**WORKING DATA:**
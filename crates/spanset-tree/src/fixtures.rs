// Copyright (c) 2025 Felix Kahle.
//
// Permission is hereby granted, free of charge, to any person obtaining
// a copy of this software and associated documentation files (the
// "Software"), to deal in the Software without restriction, including
// without limitation the rights to use, copy, modify, merge, publish,
// distribute, sublicense, and/or sell copies of the Software, and to
// permit persons to whom the Software is furnished to do so, subject to
// the following conditions:
//
// The above copyright notice and this permission notice shall be
// included in all copies or substantial portions of the Software.
//
// THE SOFTWARE IS PROVIDED "AS IS", WITHOUT WARRANTY OF ANY KIND,
// EXPRESS OR IMPLIED, INCLUDING BUT NOT LIMITED TO THE WARRANTIES OF
// MERCHANTABILITY, FITNESS FOR A PARTICULAR PURPOSE AND
// NONINFRINGEMENT. IN NO EVENT SHALL THE AUTHORS OR COPYRIGHT HOLDERS BE
// LIABLE FOR ANY CLAIM, DAMAGES OR OTHER LIABILITY, WHETHER IN AN ACTION
// OF CONTRACT, TORT OR OTHERWISE, ARISING FROM, OUT OF OR IN CONNECTION
// WITH THE SOFTWARE OR THE USE OR OTHER DEALINGS IN THE SOFTWARE.

//! Shared test fixtures: the standard range corpus over a small domain, the
//! structural invariant checker, and reference implementations to compare
//! the live views and navigable indices against.

use crate::map::CutMap;
use crate::set::{RangeSet, RangeSetMut, TreeRangeSet};
use spanset_core::cut::Cut;
use spanset_core::range::{BoundType, Range};
use std::collections::BTreeMap;
use std::ops::Bound;

const MIN_BOUND: i32 = -1;
const MAX_BOUND: i32 = 1;

/// Every range shape over the `MIN_BOUND..=MAX_BOUND` grid: unbounded tails,
/// singletons, empties, and all bound-type combinations of distinct
/// endpoints.
pub(crate) fn query_ranges() -> Vec<Range<i32>> {
    let mut queries = vec![Range::all()];
    for i in MIN_BOUND..=MAX_BOUND {
        for bound_type in [BoundType::Open, BoundType::Closed] {
            queries.push(Range::up_to(i, bound_type));
            queries.push(Range::down_to(i, bound_type));
        }
        queries.push(Range::singleton(i));
        queries.push(Range::open_closed(i, i));
        queries.push(Range::closed_open(i, i));
        for lower_type in [BoundType::Open, BoundType::Closed] {
            for j in (i + 1)..=MAX_BOUND {
                for upper_type in [BoundType::Open, BoundType::Closed] {
                    queries.push(Range::range(i, lower_type, j, upper_type));
                }
            }
        }
    }
    queries
}

/// Every cut around the probe grid, one value past the corpus on each side.
pub(crate) fn cuts_to_test() -> Vec<Cut<i32>> {
    let mut cuts = vec![Cut::BelowAll, Cut::AboveAll];
    for i in (MIN_BOUND - 1)..=(MAX_BOUND + 1) {
        cuts.push(Cut::BelowValue(i));
        cuts.push(Cut::AboveValue(i));
    }
    cuts
}

/// Checks the structural invariants of a set's stored ranges: all non-empty,
/// keyed by lower bound, strictly separated, and faithfully copyable.
pub(crate) fn check_invariants(set: &TreeRangeSet<i32>) {
    let entries: Vec<_> = set.ranges_by_lower_bound().iter().collect();
    for (key, range) in &entries {
        assert!(!range.is_empty(), "stored empty range {range:?}");
        assert_eq!(key, range.lower_bound(), "mis-keyed range {range:?}");
    }
    for pair in entries.windows(2) {
        let (_, left) = &pair[0];
        let (_, right) = &pair[1];
        assert!(
            left.upper_bound() < right.lower_bound(),
            "stored ranges {left:?} and {right:?} are connected",
        );
    }
    let copy = TreeRangeSet::from_range_set(set);
    assert_eq!(&copy, set);
    assert!(set.complement().complement().eq_set(set));
}

/// The complement materialized the slow way: everything minus the set.
pub(crate) fn naive_complement<S: RangeSet<i32>>(set: &S) -> TreeRangeSet<i32> {
    let mut complement = TreeRangeSet::new();
    complement.add(Range::all());
    complement.remove_all(set);
    complement
}

/// The restriction materialized the slow way: clip every range by hand.
pub(crate) fn naive_sub_range_set<S: RangeSet<i32>>(
    set: &S,
    window: &Range<i32>,
) -> TreeRangeSet<i32> {
    let mut restricted = TreeRangeSet::new();
    for range in set.ranges() {
        if range.is_connected(window) {
            restricted.add(range.intersection(window).unwrap());
        }
    }
    restricted
}

/// Compares a live view against a materialized expectation, query by query.
pub(crate) fn check_view_against<V: RangeSet<i32>>(expected: &TreeRangeSet<i32>, view: &V) {
    assert!(
        expected.eq_set(view),
        "expected {:?}, view held {:?}",
        expected.ranges().collect::<Vec<_>>(),
        view.ranges().collect::<Vec<_>>(),
    );
    assert_eq!(expected.is_empty(), view.is_empty());
    assert_eq!(expected.try_span(), view.try_span());

    for value in (MIN_BOUND - 1)..=(MAX_BOUND + 1) {
        assert_eq!(expected.contains(&value), view.contains(&value));
        assert_eq!(expected.range_containing(&value), view.range_containing(&value));
    }
    for query in query_ranges() {
        let enclosed = expected.ranges().any(|stored| stored.encloses(&query));
        assert_eq!(view.encloses(&query), enclosed, "encloses({query:?})");
    }
}

type RefMap = BTreeMap<Cut<i32>, Range<i32>>;
type RefEntry = (Cut<i32>, Range<i32>);

fn cloned(entry: Option<(&Cut<i32>, &Range<i32>)>) -> Option<RefEntry> {
    entry.map(|(key, range)| (key.clone(), range.clone()))
}

fn ref_head(map: &RefMap, key: &Cut<i32>, inclusive: bool) -> Vec<RefEntry> {
    let end = if inclusive {
        Bound::Included(key)
    } else {
        Bound::Excluded(key)
    };
    map.range((Bound::Unbounded, end))
        .map(|(key, range)| (key.clone(), range.clone()))
        .collect()
}

fn ref_tail(map: &RefMap, key: &Cut<i32>, inclusive: bool) -> Vec<RefEntry> {
    let start = if inclusive {
        Bound::Included(key)
    } else {
        Bound::Excluded(key)
    };
    map.range((start, Bound::Unbounded))
        .map(|(key, range)| (key.clone(), range.clone()))
        .collect()
}

/// Checks a navigable index against a reference ordered map over the same
/// entries: full iteration both ways, the four probes, and the windowed
/// sub-views with their reversals, for every probe key.
pub(crate) fn check_navigation<M>(map: &M, expected: &RefMap, cuts: &[Cut<i32>])
where
    M: CutMap<i32> + Clone,
{
    let reference: Vec<RefEntry> = expected
        .iter()
        .map(|(key, range)| (key.clone(), range.clone()))
        .collect();
    assert_eq!(map.iter().collect::<Vec<_>>(), reference);
    let mut reversed: Vec<_> = map.iter_desc().collect();
    reversed.reverse();
    assert_eq!(reversed, reference);
    assert_eq!(map.len(), expected.len());
    assert_eq!(map.is_empty(), expected.is_empty());
    assert_eq!(map.first_entry(), cloned(expected.iter().next()));
    assert_eq!(map.last_entry(), cloned(expected.iter().next_back()));

    for key in cuts {
        assert_eq!(
            map.lower_entry(key),
            cloned(expected.range(..key).next_back()),
            "lower_entry({key:?})",
        );
        assert_eq!(
            map.floor_entry(key),
            cloned(expected.range(..=key).next_back()),
            "floor_entry({key:?})",
        );
        assert_eq!(
            map.ceiling_entry(key),
            cloned(expected.range(key..).next()),
            "ceiling_entry({key:?})",
        );
        assert_eq!(
            map.higher_entry(key),
            cloned(
                expected
                    .range((Bound::Excluded(key), Bound::Unbounded))
                    .next()
            ),
            "higher_entry({key:?})",
        );
        assert_eq!(map.get(key), expected.get(key).cloned());

        for inclusive in [false, true] {
            let head = map.clone().head(key.clone(), inclusive);
            let head_reference = ref_head(expected, key, inclusive);
            assert_eq!(head.iter().collect::<Vec<_>>(), head_reference);
            let head_reversed: Vec<_> = head.descending().iter().collect();
            assert_eq!(
                head_reversed,
                head_reference.iter().rev().cloned().collect::<Vec<_>>(),
            );

            let tail = map.clone().tail(key.clone(), inclusive);
            let tail_reference = ref_tail(expected, key, inclusive);
            assert_eq!(tail.iter().collect::<Vec<_>>(), tail_reference);
            let tail_reversed: Vec<_> = tail.descending().iter().collect();
            assert_eq!(
                tail_reversed,
                tail_reference.iter().rev().cloned().collect::<Vec<_>>(),
            );
        }
    }
}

**DESCRIPTION OF THE TASK:** Using the records above, gather all lines where the string "bool" is present.

**RESULT OF THIS TASK:**
fn ref_head(map: &RefMap, key: &Cut<i32>, inclusive: bool) -> Vec<RefEntry> {
fn ref_tail(map: &RefMap, key: &Cut<i32>, inclusive: bool) -> Vec<RefEntry> {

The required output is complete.